Israel forces remove security measures around Jerusalem's Noble Sanctuary, after threats of a second 'day of rage'
Palestinians took to the streets of Jerusalem in their thousands on Thursday, as Israel removed all security infrastructure it had installed around the Old City's al-Aqsa mosque compound.
Crowds danced and celebrated around the Lion's Gate entrance to the Noble Sanctuary, which for a week had been the flashpoint of protests over Israel's presence and perceived attempt to control access to Islam's third holiest site.
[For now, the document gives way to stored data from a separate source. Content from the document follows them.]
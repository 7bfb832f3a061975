use serde::{Deserialize, Serialize};
use strum::{Display, EnumIter, EnumString};

#[derive(Debug, Clone, Copy, PartialEq, Eq, Hash, Default, Serialize, Deserialize, Display)]
pub enum Gender {
    #[default]
    Male,
    Female,
    Genderless,
}

impl Gender {
    pub fn from_index(index: u8) -> Option<Gender> {
        match index {
            0 => Some(Gender::Male),
            1 => Some(Gender::Female),
            2 => Some(Gender::Genderless),
            _ => None,
        }
    }

    pub fn index(self) -> u8 {
        match self {
            Gender::Male => 0,
            Gender::Female => 1,
            Gender::Genderless => 2,
        }
    }

    /// Single-letter marker used in set text.
    pub fn symbol(self) -> Option<&'static str> {
        match self {
            Gender::Male => Some("M"),
            Gender::Female => Some("F"),
            Gender::Genderless => None,
        }
    }
}

#[derive(
    Debug,
    Clone,
    Copy,
    PartialEq,
    Eq,
    Hash,
    Default,
    Serialize,
    Deserialize,
    Display,
    EnumIter,
    EnumString,
)]
#[strum(ascii_case_insensitive)]
pub enum LanguageId {
    Japanese,
    #[default]
    English,
    French,
    Italian,
    German,
    Spanish,
    Korean,
    ChineseSimplified,
    ChineseTraditional,
}
// Encounter Forge Schema - Shared identifiers and static data shapes
// This crate holds the numeric identifiers (species, versions, items, moves)
// and the per-species personal data layout shared by every part of the
// synthesis engine, so the rule tables can be expressed as plain data.

// Re-export the main types
pub use format::*;
pub use identity::*;
pub use personal_info::*;
pub use species::*;
pub use version::*;

pub mod format;
pub mod identity;
pub mod items;
pub mod moves;
pub mod personal_info;
pub mod species;
pub mod version;
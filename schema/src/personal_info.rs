use crate::{Gender, Species};
use serde::{Deserialize, Serialize};

/// Gender ratio value for species that are always male.
pub const RATIO_MALE_ONLY: u8 = 0;
/// Gender ratio value for species that are always female.
pub const RATIO_FEMALE_ONLY: u8 = 254;
/// Gender ratio value for species without gender.
pub const RATIO_GENDERLESS: u8 = 255;

/// Per species/form data entry of a game's personal table.
#[derive(Debug, Clone, PartialEq, Serialize, Deserialize)]
pub struct PersonalInfo {
    pub form_count: u8,
    pub gender: u8,
    #[serde(default = "default_present")]
    pub present: bool,
    #[serde(default)]
    pub height: u16, // centimeters
    #[serde(default)]
    pub weight: u16, // hectograms
    #[serde(default)]
    pub abilities: [u16; 3],
    #[serde(default)]
    pub pre_evolution: Option<Species>,
}

fn default_present() -> bool {
    true
}

impl PersonalInfo {
    pub fn only_male(&self) -> bool {
        self.gender == RATIO_MALE_ONLY
    }

    pub fn only_female(&self) -> bool {
        self.gender == RATIO_FEMALE_ONLY
    }

    pub fn genderless(&self) -> bool {
        self.gender == RATIO_GENDERLESS
    }

    /// The only gender the species can have, if it cannot vary.
    pub fn fixed_gender(&self) -> Option<Gender> {
        match self.gender {
            RATIO_GENDERLESS => Some(Gender::Genderless),
            RATIO_FEMALE_ONLY => Some(Gender::Female),
            RATIO_MALE_ONLY => Some(Gender::Male),
            _ => None,
        }
    }

    /// Ability id for a slot index (0, 1 or 2 for the hidden ability).
    pub fn ability_at(&self, index: usize) -> u16 {
        self.abilities.get(index).copied().unwrap_or_default()
    }
}
use std::path::PathBuf;
use thiserror::Error;

/// Main error type for loading data and driving the engine from disk
#[derive(Debug, Error)]
pub enum ForgeError {
    /// A file or directory could not be read or written
    #[error("I/O error at {}: {source}", path.display())]
    Io {
        path: PathBuf,
        #[source]
        source: std::io::Error,
    },
    /// A RON configuration or save document is malformed
    #[error("Malformed document {}: {details}", path.display())]
    Document { path: PathBuf, details: String },
    /// Personal table data is malformed or incomplete
    #[error("Malformed personal table data: {0}")]
    PersonalData(String),
    /// An entity file could not be decoded
    #[error("Malformed entity data: {0}")]
    EntityData(#[from] postcard::Error),
    /// A box operation was rejected by the save container
    #[error(transparent)]
    Container(#[from] ContainerError),
}

/// Errors related to box storage of a save container
#[derive(Debug, Clone, Copy, PartialEq, Eq, Error)]
pub enum ContainerError {
    /// Box index is out of bounds
    #[error("Invalid box index: {index} (box count {count})")]
    InvalidIndex { index: usize, count: usize },
    /// The save type has no box storage at all
    #[error("Save has no box storage")]
    NoContainers,
}

impl ContainerError {
    /// Reserved count reported to callers that expect a signed result.
    pub const SENTINEL: i32 = -1;

    pub fn code(&self) -> i32 {
        Self::SENTINEL
    }
}

impl ForgeError {
    pub fn io(path: impl Into<PathBuf>, source: std::io::Error) -> Self {
        ForgeError::Io {
            path: path.into(),
            source,
        }
    }
}

/// Type alias for Results using ForgeError
pub type ForgeResult<T> = Result<T, ForgeError>;

/// Type alias for Results using ContainerError
pub type ContainerResult<T> = Result<T, ContainerError>;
— Middle East Eye (@MiddleEastEye) July 27, 2017
Israel had already dismantled metal detectors it installed in the area after the killing of two Israeli policemen on 14 July, hoping the move would calm 10 days of often-violent protests.
But separate security measures, including cameras and low metal gates, were left in place, angering Palestinian leaders and the population, who threatened a second "day of rage" on Friday. Most Muslims have avoided entering the compound in the past two weeks, praying instead in the streets.
Palestinians began to gather at the entrance to celebrate in the early hours of Thursday, with whistling and horns from cars.
Young men set off firecrackers as Israeli forces watched closely. Firas Abasi said he felt like crying over the "victory".
"For 12 days no one has slept, no one has done anything except [sit outside] the al-Aqsa mosque," he said.
Meanwhile, Jerusalem's grand mufti Muhammad Hussein announced on Thursday that the situation at the Noble Sanctuary has been restored and that prayers would resume at al-Aqsa mosque.
The standoff at the Noble Sanctuary has provoked some of the worst bloodsheds in Jerusalem for years, with peace efforts having stagnated since 2014.
Israeli forces have killed four Palestinians in fighting in the cramped streets of east Jerusalem in the last week, and a Palestinian stabbed three Israelis to death in their home.
— Nasser Atta (@nasseratta5) 26 July 2017
Video shot overnight showed Israeli contractors dismantling gantries put up to hold security cameras and using forklift trucks to take away metal barriers from the marbled Lion's Gate entrance to the mosque compound.
Witnesses said all the security devices had been removed and crowds of Palestinians gathered in the early hours to celebrate. Police spokeswoman Luba Samri confirmed the removal.
"Everything that was installed after the attack (the killing of the two police officers) was taken down overnight," she said.
Muslim and political leaders were meeting to discuss the situation and determine whether they are satisfied.
The Waqf, the Jordanian-backed religious trust that administers the holy site, had declared its approval after Israel removed the metal detectors earlier in the week, but that did not reassure the public or political leaders.
Palestinian political factions issued statements supporting the Waqf announcement, which may help quell the unrest. Before the announcement, factions had been calling for a "day of rage" on Friday, which would probably have fuelled the violence.
It represents a climbdown by Israel, something Palestinian political factions were quick to highlight for leverage. A spokesman for Prime Minister Benjamin Netanyahu declined to comment on the decision.
The dispute was about more than security devices - taking in issues of sovereignty, religious freedom, occupation and Palestinian nationalism.
The Noble Sanctuary contains the al-Aqsa mosque, the third holiest shrine in Islam, and the golden Dome of the Rock. For Jews, the area is the site of two ancient temples, the second one destroyed by the Romans, and the holiest place in Judaism.
Israel captured east Jerusalem, including the Old City and the holy compound, in the 1967 war. It annexed the area and declared it part of its "indivisible capital".
That has never been recognised internationally, with the United Nations and others regarding east Jerusalem as occupied by Israel and maintaining that the status of the city can only be determined through negotiations between the parties.
Palestinians do not recognise Israel's authority in East Jerusalem, which they want as the capital of a future Palestinian state, and are extremely sensitive to the presence of Israeli security forces in and around the Noble Sanctuary.
When Israel installed the metal detectors it was seen as a fundamental change to long-standing security and access arrangements, referred to as the status quo, one of the most incendiary issues in the Israeli-Palestinian conflict.
Turkey's president, Recep Tayyip Erdogan, has accused Israel of damaging Jerusalem's "Islamic character", prompting a furious response from the Israeli foreign ministry, which accused the Turkish government of brutally repressing its Kurdish minority and of stifling democracy.
Saudi state media on Thursday claimed King Salman had solved the crisis - saying he had been in contact with the United States and other world powers to try to prevent the al-Aqsa mosque compound being closed to Muslims in a bid to defuse political and religious tensions.